Thursday, October 4, 2012

CoreLogic: Home Prices Rise at Accelerated Levels

CoreLogic: Home Prices Rise at Accelerated Levels


Home prices rose in August by their largest amount since July 2006,  CoreLogic reports in its August Home Price Index, which includes distressed sales. 
Home prices increased 4.6 percent year-over-year in August. This marks the sixth consecutive increase in home prices on month-over-month and year-over-year bases too, CoreLogic reports. 
Even when distressed sales -- short sales and REOs -- are excluded, CoreLogic shows that home prices rose nearly 5 percent in August compared to year-ago levels. 
The signs are pointing to a sharp increase in September, too. Excluding distressed sales, CoreLogic’s forecast for home prices in September shows home prices rising 6.3 percent compared to year-ago levels.  
The five states with the highest price appreciation in August, when including distressed sales, were Arizona, Idaho, Nevada, Utah, and Hawaii, according to CoreLogic.

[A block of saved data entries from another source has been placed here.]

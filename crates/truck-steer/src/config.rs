//! Scene configuration.
//!
//! Every tunable of the scene lives in one explicit [`SceneConfig`]. It is
//! loaded from JSON, validated, and handed to the scene as a whole; missing
//! fields fall back to the values of the stock scene.

use std::path::Path;

use glam::{Vec2, Vec3};
use serde::{Deserialize, Serialize};

use crate::error::{ConfigError, ConfigResult};
use crate::model::PIN_HEIGHT;
use crate::steering::{Pose, SteeringParams};

/// Shadow map resolutions the renderer accepts.
pub const SHADOW_MAP_SIZES: [u32; 5] = [256, 512, 1024, 2048, 4096];

/// Complete scene configuration.
#[derive(Clone, Debug, Default, PartialEq, Serialize, Deserialize)]
#[serde(default)]
pub struct SceneConfig {
    pub light: LightConfig,
    pub camera: CameraConfig,
    pub ground: GroundConfig,
    pub vehicle: VehicleConfig,
    pub marker: MarkerConfig,
    pub steering: SteeringParams,
}

/// The directional "sun" light.
#[derive(Clone, Debug, PartialEq, Serialize, Deserialize)]
#[serde(default)]
pub struct LightConfig {
    pub visible: bool,
    /// sRGB colour as `0xRRGGBB`.
    pub color: u32,
    /// Illuminance in lux.
    pub illuminance: f32,
    pub position: Vec3,
    /// Shadow map edge length in texels, one of [`SHADOW_MAP_SIZES`].
    pub shadow_map_size: u32,
    pub shadow_bounds: ShadowBounds,
    /// Draw the shadow volume outline.
    pub helper_visible: bool,
}

impl Default for LightConfig {
    fn default() -> Self {
        Self {
            visible: true,
            color: 0xff_ff_ff,
            illuminance: 10_000.0,
            position: Vec3::new(100.0, 300.0, 100.0),
            shadow_map_size: 512,
            shadow_bounds: ShadowBounds::default(),
            helper_visible: false,
        }
    }
}

/// Extent of the region that receives directional shadows.
#[derive(Clone, Copy, Debug, PartialEq, Serialize, Deserialize)]
#[serde(default)]
pub struct ShadowBounds {
    /// Half the width and depth of the shadowed square around the origin.
    pub half_extent: f32,
    /// Distance from the light where shadows start.
    pub near: f32,
    /// Distance from the light where shadows end.
    pub far: f32,
}

impl Default for ShadowBounds {
    fn default() -> Self {
        Self {
            half_extent: 200.0,
            near: 0.0,
            far: 1000.0,
        }
    }
}

/// The viewing camera.
#[derive(Clone, Debug, PartialEq, Serialize, Deserialize)]
#[serde(default)]
pub struct CameraConfig {
    pub position: Vec3,
    /// Orbit focus.
    pub target: Vec3,
    /// Vertical field of view in degrees.
    pub fov_degrees: f32,
    pub near: f32,
    pub far: f32,
}

impl Default for CameraConfig {
    fn default() -> Self {
        Self {
            position: Vec3::new(0.0, 200.0, 500.0),
            target: Vec3::ZERO,
            fov_degrees: 90.0,
            near: 0.1,
            far: 1000.0,
        }
    }
}

/// The ground the pointer picks against.
#[derive(Clone, Debug, PartialEq, Serialize, Deserialize)]
#[serde(default)]
pub struct GroundConfig {
    /// Edge length of the square ground.
    pub size: f32,
    /// Height of the ground plane.
    pub height: f32,
    pub color: u32,
}

impl Default for GroundConfig {
    fn default() -> Self {
        Self {
            size: 1000.0,
            height: -10.0,
            color: 0x7c_a4_6b,
        }
    }
}

/// The truck.
#[derive(Clone, Debug, PartialEq, Serialize, Deserialize)]
#[serde(default)]
pub struct VehicleConfig {
    /// Height of the truck's centre above the ground.
    pub ride_height: f32,
    /// Starting position on the ground as `(x, z)`.
    pub start: Vec2,
    pub body_color: u32,
    pub cabin_color: u32,
    pub wheel_color: u32,
    pub headlight_color: u32,
    /// Draw headlight cones.
    pub headlight_helpers_visible: bool,
}

impl Default for VehicleConfig {
    fn default() -> Self {
        Self {
            ride_height: 18.0,
            start: Vec2::ZERO,
            body_color: 0xc2_3b_22,
            cabin_color: 0x2f_4f_8f,
            wheel_color: 0x22_22_22,
            headlight_color: 0xff_f2_b3,
            headlight_helpers_visible: true,
        }
    }
}

/// The pin marking the pivot.
#[derive(Clone, Debug, PartialEq, Serialize, Deserialize)]
#[serde(default)]
pub struct MarkerConfig {
    pub visible: bool,
    pub height: f32,
    pub color: u32,
}

impl Default for MarkerConfig {
    fn default() -> Self {
        Self {
            visible: true,
            height: PIN_HEIGHT,
            color: 0xe6_1e_63,
        }
    }
}

impl SceneConfig {
    /// Parse and validate a JSON configuration.
    pub fn from_json_str(text: &str) -> ConfigResult<Self> {
        let config: Self = serde_json::from_str(text)?;
        config.validate()?;
        Ok(config)
    }

    /// Read, parse and validate a JSON configuration file.
    pub fn load(path: &Path) -> ConfigResult<Self> {
        let text = std::fs::read_to_string(path).map_err(|source| ConfigError::Io {
            path: path.display().to_string(),
            source,
        })?;
        let config = Self::from_json_str(&text)?;
        tracing::info!("Loaded scene config from {}", path.display());
        Ok(config)
    }

    /// Height at which the truck drives.
    pub fn vehicle_height(&self) -> f32 {
        self.ground.height + self.vehicle.ride_height
    }

    /// The truck's pose at session start.
    pub fn initial_pose(&self) -> Pose {
        let start = self.vehicle.start;
        Pose::new(Vec3::new(start.x, self.vehicle_height(), start.y), 0.0)
    }

    /// Check every field against its allowed range.
    pub fn validate(&self) -> ConfigResult<()> {
        let light = &self.light;
        if !SHADOW_MAP_SIZES.contains(&light.shadow_map_size) {
            return Err(ConfigError::InvalidShadowMapSize(light.shadow_map_size));
        }
        check(
            "light.illuminance",
            light.illuminance,
            light.illuminance >= 0.0,
            ">= 0",
        )?;
        check_finite("light.position", light.position)?;

        let bounds = &light.shadow_bounds;
        check(
            "light.shadow_bounds.half_extent",
            bounds.half_extent,
            bounds.half_extent > 0.0,
            "> 0",
        )?;
        check(
            "light.shadow_bounds.near",
            bounds.near,
            bounds.near >= 0.0,
            ">= 0",
        )?;
        check(
            "light.shadow_bounds.far",
            bounds.far,
            bounds.far > bounds.near,
            "> shadow_bounds.near",
        )?;

        let camera = &self.camera;
        check_finite("camera.position", camera.position)?;
        check_finite("camera.target", camera.target)?;
        check(
            "camera.fov_degrees",
            camera.fov_degrees,
            camera.fov_degrees > 0.0 && camera.fov_degrees < 180.0,
            "(0, 180)",
        )?;
        check("camera.near", camera.near, camera.near > 0.0, "> 0")?;
        check("camera.far", camera.far, camera.far > camera.near, "> camera.near")?;

        check("ground.size", self.ground.size, self.ground.size > 0.0, "> 0")?;
        check(
            "ground.height",
            self.ground.height,
            self.ground.height.is_finite(),
            "a finite height",
        )?;
        check(
            "vehicle.ride_height",
            self.vehicle.ride_height,
            self.vehicle.ride_height.is_finite(),
            "a finite height",
        )?;
        check("marker.height", self.marker.height, self.marker.height > 0.0, "> 0")?;

        self.steering.validate()
    }
}

fn check(field: &'static str, value: f32, ok: bool, expected: &'static str) -> ConfigResult<()> {
    // NaN fails every comparison above, so it lands here too.
    if ok && value.is_finite() {
        Ok(())
    } else {
        Err(ConfigError::OutOfRange {
            field,
            value,
            expected,
        })
    }
}

fn check_finite(field: &'static str, value: Vec3) -> ConfigResult<()> {
    match value.to_array().into_iter().find(|v| !v.is_finite()) {
        Some(bad) => Err(ConfigError::OutOfRange {
            field,
            value: bad,
            expected: "finite components",
        }),
        None => Ok(()),
    }
}

#[cfg(test)]
mod tests {
    use super::*;

    #[test]
    fn test_defaults_match_stock_scene() {
        let config = SceneConfig::default();
        assert!(config.validate().is_ok());
        assert_eq!(config.vehicle_height(), 8.0);
        assert_eq!(config.initial_pose().position, Vec3::new(0.0, 8.0, 0.0));
        assert_eq!(config.steering.approach_factor, 0.03);
        assert_eq!(config.steering.heading_offset_degrees, -90.0);
        assert_eq!(config.light.shadow_map_size, 512);
        assert_eq!(config.camera.position, Vec3::new(0.0, 200.0, 500.0));
    }

    #[test]
    fn test_partial_json_keeps_defaults() {
        let config = SceneConfig::from_json_str(
            r#"{
                "light": { "shadow_map_size": 2048, "color": 16711680 },
                "steering": { "approach_factor": 0.1 }
            }"#,
        )
        .unwrap();
        assert_eq!(config.light.shadow_map_size, 2048);
        assert_eq!(config.light.color, 0xff_00_00);
        assert_eq!(config.light.position, Vec3::new(100.0, 300.0, 100.0));
        assert_eq!(config.steering.approach_factor, 0.1);
        assert_eq!(config.steering.heading_offset_degrees, -90.0);
    }

    #[test]
    fn test_vectors_parse_as_arrays() {
        let config =
            SceneConfig::from_json_str(r#"{ "camera": { "position": [1.0, 2.0, 3.0] } }"#)
                .unwrap();
        assert_eq!(config.camera.position, Vec3::new(1.0, 2.0, 3.0));
    }

    #[test]
    fn test_rejects_unsupported_shadow_map_size() {
        let err = SceneConfig::from_json_str(r#"{ "light": { "shadow_map_size": 300 } }"#)
            .unwrap_err();
        assert!(matches!(err, ConfigError::InvalidShadowMapSize(300)));
    }

    #[test]
    fn test_rejects_inverted_shadow_bounds() {
        let mut config = SceneConfig::default();
        config.light.shadow_bounds.far = -1.0;
        assert!(matches!(
            config.validate(),
            Err(ConfigError::OutOfRange {
                field: "light.shadow_bounds.far",
                ..
            })
        ));
    }

    #[test]
    fn test_rejects_nan_camera_position() {
        let mut config = SceneConfig::default();
        config.camera.position.y = f32::NAN;
        assert!(config.validate().is_err());
    }

    #[test]
    fn test_rejects_bad_steering() {
        let err = SceneConfig::from_json_str(r#"{ "steering": { "approach_factor": 0.0 } }"#)
            .unwrap_err();
        assert!(matches!(
            err,
            ConfigError::OutOfRange {
                field: "steering.approach_factor",
                ..
            }
        ));
    }

    #[test]
    fn test_malformed_json_is_parse_error() {
        let err = SceneConfig::from_json_str("{ light: ").unwrap_err();
        assert!(matches!(err, ConfigError::Parse(_)));
    }

    #[test]
    fn test_missing_file_is_io_error() {
        let err = SceneConfig::load(Path::new("/nonexistent/truck-steer.json")).unwrap_err();
        assert!(matches!(err, ConfigError::Io { .. }));
    }
}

Meanwhile, five states with the largest home price declines, when including distressed sales, were Rhode Island, Illinois, New Jersey, Alabama, and Connecticut.  
“Sustained economic recovery in the United States requires a healthy housing market,” says Anand Nallathambi, president and CEO of CoreLogic. “You cannot have a healthy housing market without price stabilization and ultimately home price appreciation. Improving pricing trends over the past few months and our forecast for continued gains in September bode well for a progressive rebound in the residential housing market.”
CoreLogic uses multiple listing system data to measure price changes on a monthly and yearly basis.